> _WORK ORDER_: Show every line from the data below that includes "StatsResponse".

> _Stored entries_:

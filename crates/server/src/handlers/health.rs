use crate::extract::Json;
use serde::Serialize;

#[derive(Debug, Serialize)]
pub struct HealthResponse {
    status: &'static str,
}

pub async fn health() -> Json<HealthResponse> {
    Json(HealthResponse { status: "ok" })
}
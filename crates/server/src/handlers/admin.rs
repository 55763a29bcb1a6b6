use axum::extract::State;
use axum::http::HeaderMap;

use crate::app_state::AppState;
use crate::auth::require_admin;
use crate::extract::Json;
use crate::errors::ServerError;
use crate::models::{ActivityPoint, StatsResponse};

pub async fn stats(
    State(state): State<AppState>,
    headers: HeaderMap,
) -> Result<Json<StatsResponse>, ServerError> {
    require_admin(&state, &headers).await?;

    let total_companies = count(&state, "SELECT COUNT(*) FROM companies").await?;
    let active_companies =
        count(&state, "SELECT COUNT(*) FROM companies WHERE status = 'ACTIVE'").await?;
    let total_tenders = count(&state, "SELECT COUNT(*) FROM tenders").await?;
    let total_encumbrances = count(&state, "SELECT COUNT(*) FROM encumbrances").await?;

    let recent_activity = sqlx::query_as::<_, ActivityPoint>(
        "SELECT date(registration_date) AS date, COUNT(*) AS companies FROM companies \
         WHERE date(registration_date) >= date('now', '-7 days') \
         GROUP BY date(registration_date) ORDER BY date",
    )
    .fetch_all(&state.db)
    .await
    .map_err(ServerError::internal)?;

    Ok(Json(StatsResponse {
        total_companies,
        active_companies,
        total_tenders,
        total_encumbrances,
        recent_activity,
    }))
}

async fn count(state: &AppState, sql: &str) -> Result<i64, ServerError> {
    sqlx::query_scalar::<_, i64>(sql)
        .fetch_one(&state.db)
        .await
        .map_err(ServerError::internal)
}
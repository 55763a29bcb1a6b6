use axum::extract::{Path as AxumPath, State};
use axum::http::{HeaderMap, StatusCode};

use crate::app_state::AppState;
use crate::auth::require_admin;
use crate::extract::Json;
use crate::errors::ServerError;
use crate::handlers::companies::ensure_company;
use crate::models::{DirectorRequest, DirectorRow};
use crate::validate::require_field;

async fn fetch_director(state: &AppState, director_id: i64) -> Result<DirectorRow, ServerError> {
    sqlx::query_as::<_, DirectorRow>(
        "SELECT id, company_id, name, role, nationality, appointment_date, shares \
         FROM directors WHERE id = ?1",
    )
    .bind(director_id)
    .fetch_optional(&state.db)
    .await
    .map_err(ServerError::internal)?
    .ok_or_else(|| ServerError::new(StatusCode::NOT_FOUND, "director not found"))
}

pub async fn list_directors(
    State(state): State<AppState>,
    AxumPath(company_id): AxumPath<i64>,
) -> Result<Json<Vec<DirectorRow>>, ServerError> {
    ensure_company(&state, company_id).await?;

    let rows = sqlx::query_as::<_, DirectorRow>(
        "SELECT id, company_id, name, role, nationality, appointment_date, shares \
         FROM directors WHERE company_id = ?1 ORDER BY name",
    )
    .bind(company_id)
    .fetch_all(&state.db)
    .await
    .map_err(ServerError::internal)?;

    Ok(Json(rows))
}

pub async fn create_director(
    State(state): State<AppState>,
    headers: HeaderMap,
    AxumPath(company_id): AxumPath<i64>,
    Json(payload): Json<DirectorRequest>,
) -> Result<(StatusCode, Json<DirectorRow>), ServerError> {
    require_admin(&state, &headers).await?;
    ensure_company(&state, company_id).await?;
    require_field(&payload.name, "name required")?;

    let result = sqlx::query(
        "INSERT INTO directors (company_id, name, role, nationality, appointment_date, shares) \
         VALUES (?1, ?2, ?3, ?4, ?5, ?6)",
    )
    .bind(company_id)
    .bind(payload.name.trim())
    .bind(&payload.role)
    .bind(&payload.nationality)
    .bind(&payload.appointment_date)
    .bind(payload.shares)
    .execute(&state.db)
    .await
    .map_err(ServerError::internal)?;

    let row = fetch_director(&state, result.last_insert_rowid()).await?;
    Ok((StatusCode::CREATED, Json(row)))
}

pub async fn update_director(
    State(state): State<AppState>,
    headers: HeaderMap,
    AxumPath((company_id, director_id)): AxumPath<(i64, i64)>,
    Json(payload): Json<DirectorRequest>,
) -> Result<Json<DirectorRow>, ServerError> {
    require_admin(&state, &headers).await?;
    require_field(&payload.name, "name required")?;

    let result = sqlx::query(
        "UPDATE directors SET name = ?1, role = ?2, nationality = ?3, \
         appointment_date = ?4, shares = ?5 WHERE id = ?6 AND company_id = ?7",
    )
    .bind(payload.name.trim())
    .bind(&payload.role)
    .bind(&payload.nationality)
    .bind(&payload.appointment_date)
    .bind(payload.shares)
    .bind(director_id)
    .bind(company_id)
    .execute(&state.db)
    .await
    .map_err(ServerError::internal)?;

    if result.rows_affected() == 0 {
        return Err(ServerError::new(StatusCode::NOT_FOUND, "director not found"));
    }

    let row = fetch_director(&state, director_id).await?;
    Ok(Json(row))
}

pub async fn delete_director(
    State(state): State<AppState>,
    headers: HeaderMap,
    AxumPath((company_id, director_id)): AxumPath<(i64, i64)>,
) -> Result<StatusCode, ServerError> {
    require_admin(&state, &headers).await?;

    let result = sqlx::query("DELETE FROM directors WHERE id = ?1 AND company_id = ?2")
        .bind(director_id)
        .bind(company_id)
        .execute(&state.db)
        .await
        .map_err(ServerError::internal)?;

    if result.rows_affected() == 0 {
        return Err(ServerError::new(StatusCode::NOT_FOUND, "director not found"));
    }

    Ok(StatusCode::NO_CONTENT)
}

> _EXERCISE SOLUTION_:
use crate::models::{ActivityPoint, StatsResponse};
) -> Result<Json<StatsResponse>, ServerError> {
    Ok(Json(StatsResponse {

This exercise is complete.